Putin, 1999-2036

Vladimir Putin lleva 20 años al frente del poder en Rusia, incluso cuando ejerció ficticiamente de ‘primer ministro’ con la presidencia fantasma de Medvedev. Y ahora acaba de culminar una reforma constitucional que le permite mantenerse de Presidente hasta 2036, cuando alcance la edad de los 84 años, y 56 al mando de Rusia, lo que no consiguieron los zares ni Stalin en la desaparecida URSS.

Putin, abogado y ex espía del KGB, es el nuevo gran Zar ‘de todas las Rusias’ y el tercer mandatario más influyente del Planeta con una gran diferencia frente al Presidente de los Estados, Unidos Donald Trump, al que se le acaba su mandato y debe optar a la reelección que, en el mejor para el de los casos, le permitiría estar en La Casa Blanca hasta finales de 2024.

Mientras que el ‘emperador’ Xi Jinping lleva siete años como Presidente de China, y puede optar a más mandatos. Pero al día de hoy nada le permite a Xi imaginar una presidencia ‘vitalicia’ como la que en la práctica disfruta el ruso Vladimir Putin.

Un político implacable con sus adversarios internos, a los que encarceló, y que ha conseguido una especial relación con Donald Trump, a quien tiene amenazado porque lo ayudó frente a Hillary Clinton durante las elecciones presidenciales de 2016 (lo que en Washington es un secreto a voces) y que ha logrado una relación estable y tensa con la Unión Europea y con China.

Y todo ello a pesar de la anexión por Rusia anexión de Crimea y la tensión con Ucrania donde Rusia ocupa parte de su territorio. Y a pesar, también, de su injerencia en Siria desde donde se ha posicionado en Oriente Próximo, o en Cuba y en Venezuela y de las sospechas que sobre Putin existen y pesan en los crímenes de espías en Gran Bretaña e intromisiones y manipulaciones informáticas en los procesos electorales de Occidente.

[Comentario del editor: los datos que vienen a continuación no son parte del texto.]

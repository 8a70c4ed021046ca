use std::time::Duration;

use async_trait::async_trait;
use chrono::Utc;
use orch_types::{
    run::Station, CoderunnerError, CoderunnerTaskInput, ErrorCategory, StationExecutionResponse, StationMetadata,
    StationOutcome,
};
use reqwest::{Client, StatusCode};
use tracing::warn;

use crate::adapter::CoderunnerAdapter;
use crate::transport::{JobHandle, JobResult, JobStatus, SubmitJobRequest};

/// Three-operation HTTP transport over the opaque external executor (spec
/// §4.4/§6). Resume policy: if `input.resume` is present, only `getJobStatus`
/// (and, once terminal, `getJobResult`) is called — `submitJob` is never
/// invoked on resume.
pub struct ExternalCoderunnerAdapter {
    client: Client,
    base_url: String,
    api_key: Option<String>,
}

impl ExternalCoderunnerAdapter {
    pub fn new(base_url: impl Into<String>, api_key: Option<String>, timeout: Duration) -> Result<Self, CoderunnerError> {
        let client = Client::builder().timeout(timeout).build().map_err(|e| CoderunnerError {
            category: ErrorCategory::Config,
            message: format!("failed to build HTTP client: {e}"),
        })?;
        Ok(Self {
            client,
            base_url: base_url.into(),
            api_key,
        })
    }

    fn auth(&self, builder: reqwest::RequestBuilder) -> reqwest::RequestBuilder {
        match &self.api_key {
            Some(key) => builder.bearer_auth(key),
            None => builder,
        }
    }

    async fn submit_job(&self, req: &SubmitJobRequest<'_>) -> Result<JobHandle, CoderunnerError> {
        let url = format!("{}/jobs", self.base_url);
        let resp = self
            .auth(self.client.post(&url).json(req))
            .send()
            .await
            .map_err(classify_transport_error)?;
        parse_or_classify(resp).await
    }

    async fn get_job_status(&self, external_ref: &str) -> Result<JobHandle, CoderunnerError> {
        let url = format!("{}/jobs/{}/status", self.base_url, external_ref);
        let resp = self
            .auth(self.client.get(&url))
            .send()
            .await
            .map_err(classify_transport_error)?;
        parse_or_classify(resp).await
    }

    async fn get_job_result(&self, external_ref: &str) -> Result<JobResult, CoderunnerError> {
        let url = format!("{}/jobs/{}/result", self.base_url, external_ref);
        let resp = self
            .auth(self.client.get(&url))
            .send()
            .await
            .map_err(classify_transport_error)?;
        parse_or_classify(resp).await
    }

    async fn run(
        &self,
        input: CoderunnerTaskInput,
        station: Station,
    ) -> Result<StationExecutionResponse, CoderunnerError> {
        if let Some(resume) = &input.resume {
            let prior_metadata: Option<StationMetadata> = resume
                .metadata
                .as_ref()
                .and_then(|v| serde_json::from_value(v.clone()).ok());
            let handle = self.get_job_status(&resume.external_ref).await?;
            if !handle.status.is_terminal() {
                return Ok(non_terminal_response(station, &resume.external_ref, handle.status, prior_metadata.as_ref()));
            }
            let result = self.get_job_result(&resume.external_ref).await?;
            return Ok(terminal_response(station, Some(resume.external_ref.clone()), result, prior_metadata.as_ref()));
        }

        let submit_req = SubmitJobRequest {
            run_id: input.run_id.to_string(),
            phase: station.as_str(),
            issue_number: input.issue_number,
            goal: input.goal.as_deref(),
            requestor: &input.requestor,
            pr_mode: input.pr_mode.as_str(),
            repo_owner: &input.repo.owner,
            repo_name: &input.repo.name,
            base_branch: &input.repo.base_branch,
        };
        let handle = self.submit_job(&submit_req).await?;

        if !handle.status.is_terminal() {
            return Ok(non_terminal_response(station, &handle.external_ref, handle.status, None));
        }

        let result = self.get_job_result(&handle.external_ref).await?;
        Ok(terminal_response(station, Some(handle.external_ref), result, None))
    }
}

fn non_terminal_response(
    station: Station,
    external_ref: &str,
    status: JobStatus,
    prior: Option<&StationMetadata>,
) -> StationExecutionResponse {
    let metadata = build_metadata(station, prior, Some(format!("{status:?}").to_lowercase()));
    StationExecutionResponse::NonTerminal {
        summary: format!("{} job {} is {:?}", station.as_str(), external_ref, status),
        external_ref: external_ref.to_string(),
        metadata: serde_json::to_value(metadata).ok(),
    }
}

fn terminal_response(
    station: Station,
    external_ref: Option<String>,
    result: JobResult,
    prior: Option<&StationMetadata>,
) -> StationExecutionResponse {
    let outcome = match result.status {
        JobStatus::Succeeded => StationOutcome::Succeeded,
        JobStatus::Failed => StationOutcome::Failed,
        JobStatus::Canceled => StationOutcome::Canceled,
        JobStatus::Timeout => StationOutcome::Timeout,
        non_terminal => {
            warn!(?non_terminal, "getJobResult returned a non-terminal status; treating as failed");
            StationOutcome::Failed
        }
    };
    let metadata = build_metadata(station, prior, Some(format!("{:?}", result.status).to_lowercase()));

    StationExecutionResponse::Terminal {
        outcome,
        summary: result.summary,
        external_ref,
        metadata: serde_json::to_value(metadata).ok(),
        logs_inline: result.logs,
    }
}

fn build_metadata(station: Station, prior: Option<&StationMetadata>, provider_status: Option<String>) -> StationMetadata {
    StationMetadata {
        phase: station,
        mode: "external".to_string(),
        attempt: StationMetadata::next_attempt(prior),
        provider_status,
        updated_at: Some(Utc::now()),
    }
}

async fn parse_or_classify<T: serde::de::DeserializeOwned>(resp: reqwest::Response) -> Result<T, CoderunnerError> {
    let status = resp.status();
    if status.is_success() {
        return resp.json::<T>().await.map_err(|e| CoderunnerError {
            category: ErrorCategory::Provider,
            message: format!("failed to parse coderunner response body: {e}"),
        });
    }
    Err(CoderunnerError {
        category: classify_status(status),
        message: format!("coderunner transport returned {status}"),
    })
}

/// Maps HTTP-style failures to three categories: auth/config (non-retryable),
/// retryable transport (408, 429, >=500), provider (other 4xx).
fn classify_status(status: StatusCode) -> ErrorCategory {
    if status == StatusCode::UNAUTHORIZED || status == StatusCode::FORBIDDEN {
        ErrorCategory::Auth
    } else if status == StatusCode::REQUEST_TIMEOUT || status == StatusCode::TOO_MANY_REQUESTS || status.is_server_error() {
        ErrorCategory::TransportRetryable
    } else {
        ErrorCategory::Provider
    }
}

fn classify_transport_error(err: reqwest::Error) -> CoderunnerError {
    let category = if err.is_timeout() || err.is_connect() || err.is_request() {
        ErrorCategory::TransportRetryable
    } else if let Some(status) = err.status() {
        classify_status(status)
    } else {
        ErrorCategory::TransportRetryable
    };
    CoderunnerError {
        category,
        message: err.to_string(),
    }
}

#[async_trait]
impl CoderunnerAdapter for ExternalCoderunnerAdapter {
    async fn run_implement_task(&self, input: CoderunnerTaskInput) -> Result<StationExecutionResponse, CoderunnerError> {
        self.run(input, Station::Implement).await
    }

    async fn run_verify_task(&self, input: CoderunnerTaskInput) -> Result<StationExecutionResponse, CoderunnerError> {
        self.run(input, Station::Verify).await
    }
}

El Zar Putin además tiene petróleo y gas muy cerca y a buen precio para la UE. Y, sin oposición política en Rusia, disfruta de gran impunidad a pesar de la pésima gestión que ha hecho de la pandemia del Covid-19 y de las duras condiciones sociales en las que viven la mayoría de rusos, en contraste con las élites económicas que se arremolinan, en el tráfico de influencias y toda clase negocios, en torno al único poder del Kremlin.

En el que, como siempre en Rusia, juega un rol determinante el Ejército que Putin ha reforzado (con ingentes gastos) y modernizado como se vio en el reciente e impresionante desfile de la Plaza Roja, en el 75 aniversario de la derrota de la Alemania nazi. Entre otras cosas porque Putin no tiene quien le controle el gasto militar, mientras que las potencias occidentales sí recortan los gastos militares (como ocurre en España) especialmente en plena crisis económica internacional.

Aunque está claro que, en el despliegue militar, quien se lleva la palma del crecimiento internacional es China, incluso amenazando el liderazgo de los EE.UU., hasta en el despliegue naval.

Vladimir Putin es un buen aliado de sus aliados, a los que ayuda sin cesar para reforzar su poder y liderazgo personal y su influencia internacional. Y, al día de hoy, no hay nadie en Rusia que se pueda presentar como alternativa a su presidencia y el mismo se ocupa de que ni siquiera en su entorno se pueda vislumbrar un sucesor ni siquiera para el caso de una enfermedad.